In Washington, Russia’s failure to quickly reinforce its troops raised questions from current and former officials about the state of troop morale, which U.S. intelligence has believed has been flagging for months—including frustration and sometimes retaliation at senior commanders for lack of preparation and information.

But Ukraine’s lightning success also brings some possible new risks. On Sunday and Monday, Russian forces attacked civilian power stations with precision rockets. Major cities such as Kharkiv, Dnipro, and Poltava were left without power. Critical civilian infrastructure can be a legitimate military target under the laws of war in some situations, such as when it has been converted for military use, but Russia’s strikes appeared to be purely retaliatory in nature.

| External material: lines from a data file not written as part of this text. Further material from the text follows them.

pub mod archive;
pub mod build;

use std::{fmt, sync::Arc};

use codebuild_logs_aws::Services;
use codebuild_logs_core::{Result, config::Config, models::BuildEvent};
use codebuild_logs_github::{GitHub, StatusComment};
use serde::Serialize;

pub use crate::build::Build;

/// Why an event was ignored.
#[derive(Debug, Clone, Copy, Eq, PartialEq, Serialize)]
#[serde(rename_all = "snake_case")]
pub enum SkipReason {
    OtherProject,
    NotPullRequest,
}

#[derive(Debug, Clone, Eq, PartialEq)]
pub enum Outcome {
    Skipped(SkipReason),
    Processed { pr_id: u64, logs_url: String, deleted_comments: usize },
}

impl Outcome {
    pub fn as_str(&self) -> &'static str {
        match self {
            Self::Skipped(_) => "skipped",
            Self::Processed { .. } => "processed",
        }
    }
}

impl fmt::Display for Outcome {
    fn fmt(&self, f: &mut fmt::Formatter<'_>) -> fmt::Result {
        match self {
            Self::Skipped(reason) => write!(f, "skipped ({reason:?})"),
            Self::Processed { pr_id, .. } => write!(f, "processed PR #{pr_id}"),
        }
    }
}

/// Handles build state change events for the configured CodeBuild project.
pub struct Processor {
    config: Arc<Config>,
    services: Services,
    github: Arc<GitHub>,
}

impl Processor {
    pub fn new(config: Arc<Config>, services: Services, github: Arc<GitHub>) -> Self {
        Self { config, services, github }
    }

    /// Process one build event.
    ///
    /// If the event is for the managed project and the build was triggered by a pull request,
    /// archive the build logs and post a comment on the pull request linking to them.
    pub async fn process(&self, event: &BuildEvent) -> Result<Outcome> {
        tracing::debug!("Received event: {:?}", event);

        let build = Build::new(event, self.services.builds.clone());
        if build.project_name != self.config.project_name {
            tracing::debug!("Not our CodeBuild project: {}", build.project_name);
            return Ok(Outcome::Skipped(SkipReason::OtherProject));
        }

        let Some(pr_id) = build.pr_id().await? else {
            tracing::debug!("Not a PR build: {}", build.id);
            return Ok(Outcome::Skipped(SkipReason::NotPullRequest));
        };
        let record = build.record().await?;

        let archived = archive::archive_logs(
            self.services.logs.as_ref(),
            self.services.archive.as_ref(),
            record,
        )
        .await?;
        let logs_url = archived.proxy_url(&self.config.archive.api_endpoint).to_string();
        tracing::info!(
            "Copied build logs for PR build: project={}, pr_id={}, build_logs_url={}",
            build.project_name,
            pr_id,
            logs_url
        );

        let deleted_comments = if self.config.github.delete_previous_comments {
            self.github.delete_previous_comments(pr_id).await?
        } else {
            0
        };
        let comment = StatusComment {
            project_name: &build.project_name,
            commit_id: record.commit_id.as_deref(),
            build_status: &build.status,
            logs_url: &logs_url,
            expiration_in_days: self.config.expiration_in_days,
        };
        self.github.publish_status_comment(pr_id, &comment).await?;

        Ok(Outcome::Processed { pr_id, logs_url, deleted_comments })
    }
}

#[cfg(test)]
mod tests {
    use codebuild_logs_aws::memory::{
        MemoryArchive, MemoryBuildService, MemoryLogService, MemorySecretStore,
    };
    use codebuild_logs_core::{
        Error,
        models::{BuildEventDetail, BuildRecord, LogLocation, ProjectSourceConfig, SourceAuth},
    };
    use codebuild_logs_github::{
        HIDDEN_MARKER,
        memory::{MemoryConnector, MemoryIssues},
    };

    use super::*;

    const PROJECT_NAME: &str = "TestProject";
    const BUILD_ID: &str = "some-build";
    const COMMIT_ID: &str = "da39a3ee5e6b4b0d3255bfef95601890afd80709";

    struct Fixture {
        builds: Arc<MemoryBuildService>,
        logs: Arc<MemoryLogService>,
        archive: Arc<MemoryArchive>,
        issues: Arc<MemoryIssues>,
        processor: Processor,
    }

    fn fixture(source_version: &str, delete_previous_comments: bool) -> Fixture {
        let builds = Arc::new(MemoryBuildService::new());
        let logs_location =
            LogLocation { group_name: "log-group".into(), stream_name: "log-stream".into() };
        builds.insert_build(BuildRecord {
            id: BUILD_ID.into(),
            source_version: source_version.into(),
            commit_id: Some(COMMIT_ID.into()),
            logs: logs_location.clone(),
        });
        builds.insert_project(PROJECT_NAME, ProjectSourceConfig {
            source_type: "GITHUB".into(),
            location: Some("https://github.com/gh-user/gh-repo.git".into()),
            auth: Some(SourceAuth { auth_type: "OAUTH".into(), resource: Some("token".into()) }),
        });
        let logs = Arc::new(MemoryLogService::new());
        logs.insert_stream(logs_location, &[&["foo", "bar"], &["baz", "blah"]]);
        let archive = Arc::new(MemoryArchive::new("TestBucket"));
        let issues = Arc::new(MemoryIssues::new());
        let services = Services {
            builds: builds.clone(),
            logs: logs.clone(),
            archive: archive.clone(),
            secrets: Arc::new(MemorySecretStore::new()),
        };
        let config = Arc::new(
            Config::from_vars(|name| match name {
                "CODEBUILD_PROJECT_NAME" => Some(PROJECT_NAME.into()),
                "BUILD_LOGS_BUCKET_NAME" => Some("TestBucket".into()),
                "BUILD_LOGS_API_ENDPOINT" => Some("https://logs.example.com/buildlogs".into()),
                "EXPIRATION_IN_DAYS" => Some("20".into()),
                "DELETE_PREVIOUS_COMMENTS" => Some(delete_previous_comments.to_string()),
                _ => None,
            })
            .unwrap(),
        );
        let github = Arc::new(GitHub::new(
            &config,
            &services,
            Arc::new(MemoryConnector::new(issues.clone())),
        ));
        let processor = Processor::new(config, services, github);
        Fixture { builds, logs, archive, issues, processor }
    }

    fn event(project_name: &str) -> BuildEvent {
        BuildEvent {
            detail: BuildEventDetail {
                build_id: BUILD_ID.into(),
                project_name: project_name.into(),
                build_status: "SUCCEEDED".into(),
            },
        }
    }

    #[tokio::test]
    async fn relevant_pr_build() {
        let f = fixture("pr/123", false);
        let outcome = f.processor.process(&event(PROJECT_NAME)).await.unwrap();

        assert_eq!(outcome, Outcome::Processed {
            pr_id: 123,
            logs_url: "https://logs.example.com/buildlogs?key=log-stream%2Fbuild.log".into(),
            deleted_comments: 0,
        });
        assert_eq!(f.builds.build_requests(), vec![BUILD_ID]);
        assert_eq!(f.archive.puts(), vec!["log-stream/build.log"]);
        assert_eq!(f.archive.object("log-stream/build.log").unwrap().body, "foobarbazblah");

        let comments = f.issues.comments(123);
        assert_eq!(comments.len(), 1);
        let body = comments[0].body.as_deref().unwrap();
        assert!(body.contains(COMMIT_ID));
        assert!(body.contains("* Result: SUCCEEDED"));
        assert!(body.contains("(available for 20 days)"));
        assert!(body.contains(HIDDEN_MARKER));
        assert!(f.issues.delete_attempts().is_empty());
    }

    #[tokio::test]
    async fn other_project() {
        let f = fixture("pr/123", true);
        let outcome = f.processor.process(&event("different-project")).await.unwrap();

        assert_eq!(outcome, Outcome::Skipped(SkipReason::OtherProject));
        assert!(f.builds.build_requests().is_empty());
        assert!(f.builds.project_requests().is_empty());
        assert!(f.logs.requests().is_empty());
        assert!(f.archive.puts().is_empty());
        assert!(f.issues.comments(123).is_empty());
    }

    #[tokio::test]
    async fn not_pr_build() {
        let f = fixture("master", true);
        let outcome = f.processor.process(&event(PROJECT_NAME)).await.unwrap();

        assert_eq!(outcome, Outcome::Skipped(SkipReason::NotPullRequest));
        assert!(f.logs.requests().is_empty());
        assert!(f.archive.puts().is_empty());
        assert!(f.builds.project_requests().is_empty());
        assert!(f.issues.delete_attempts().is_empty());
    }

    #[tokio::test]
    async fn deletes_previous_comments_first() {
        let f = fixture("pr/123", true);
        let stale = f.issues.insert(123, &format!("old report {HIDDEN_MARKER}"));
        let human = f.issues.insert(123, "please fix the tests");

        let outcome = f.processor.process(&event(PROJECT_NAME)).await.unwrap();

        assert!(matches!(outcome, Outcome::Processed { deleted_comments: 1, .. }));
        assert_eq!(f.issues.delete_attempts(), vec![stale]);
        let comments = f.issues.comments(123);
        assert_eq!(comments.len(), 2);
        assert_eq!(comments[0].id, human);
        assert!(comments[1].is_status_comment());
    }

    #[tokio::test]
    async fn failed_deletion_still_posts() {
        let f = fixture("pr/123", true);
        let stale = f.issues.insert(123, HIDDEN_MARKER);
        f.issues.fail_delete(stale);

        f.processor.process(&event(PROJECT_NAME)).await.unwrap();

        let comments = f.issues.comments(123);
        assert_eq!(comments.len(), 2);
        assert_eq!(comments[0].id, stale);
        assert!(comments[1].body.as_deref().unwrap().contains(COMMIT_ID));
    }

    #[tokio::test]
    async fn reprocessing_replaces_archive_and_comment() {
        let f = fixture("pr/123", true);
        f.processor.process(&event(PROJECT_NAME)).await.unwrap();
        f.processor.process(&event(PROJECT_NAME)).await.unwrap();

        assert_eq!(f.archive.keys(), vec!["log-stream/build.log"]);
        let live = f.issues.comments(123).iter().filter(|c| c.is_status_comment()).count();
        assert_eq!(live, 1);
        assert_eq!(f.builds.project_requests().len(), 1);
    }

    #[tokio::test]
    async fn configuration_error_propagates() {
        let f = fixture("pr/123", false);
        f.builds.insert_project(PROJECT_NAME, ProjectSourceConfig {
            source_type: "CODECOMMIT".into(),
            location: None,
            auth: None,
        });

        let err = f.processor.process(&event(PROJECT_NAME)).await.unwrap_err();

        assert!(err.is_configuration());
        assert!(f.issues.comments(123).is_empty());
    }

    #[tokio::test]
    async fn archive_failure_posts_nothing() {
        let f = fixture("pr/123", false);
        f.archive.set_failing_puts(true);

        let err = f.processor.process(&event(PROJECT_NAME)).await.unwrap_err();

        assert!(matches!(err, Error::Upstream { .. }));
        assert!(f.issues.comments(123).is_empty());
    }
}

Ukrainian President Volodymyr Zelensky, despite the threat of more of his fellow Ukrainians facing an uptick of attacks against critical infrastructure, appeared to be in no mood to negotiate. “Do you really think that you can scare us, break us, make us make concessions?” Zelensky said in a Telegram post. “Don’t you understand who we are?”

The rapid advance of Ukrainian forces has also redoubled calls among Russian nationalists to launch a full-scale mobilization, which so far Putin has resisted, relying instead on contract fighters and conscripts already in the ranks. Such a step, while politically risky at a time of some signs of growing dissatisfaction with the conduct of the war, would pose challenges to Ukraine’s own troop situation.

Ukrainian officials and lawmakers, who have sought to reclaim as much ground as possible before winter sets in, have used the military turnaround to push for more military assistance to get to Kyiv. “We still have problems with ammunition,” said Goncharenko, the Ukrainian lawmaker. “The Russians are still firing more shells than we are. So that’s still the problem.”

On Friday, U.S. defense officials said that the Ukrainian counteroffensive had shown “encouraging signs,” but that they were still examining the global supply chain for NATO-standard 155 mm artillery batteries and had not made a decision on whether to supply armed Gray Eagle drones to Ukraine.

“Now is the time for every country supporting the Ukrainians to double down on their efforts,” said Mulroy, the former defense official. “Now is the time for the Ukrainian army to exploit every opportunity they have to degrade and destroy the Russian capacity to fight. The Ukrainians may be tired but the Russians are terrified.”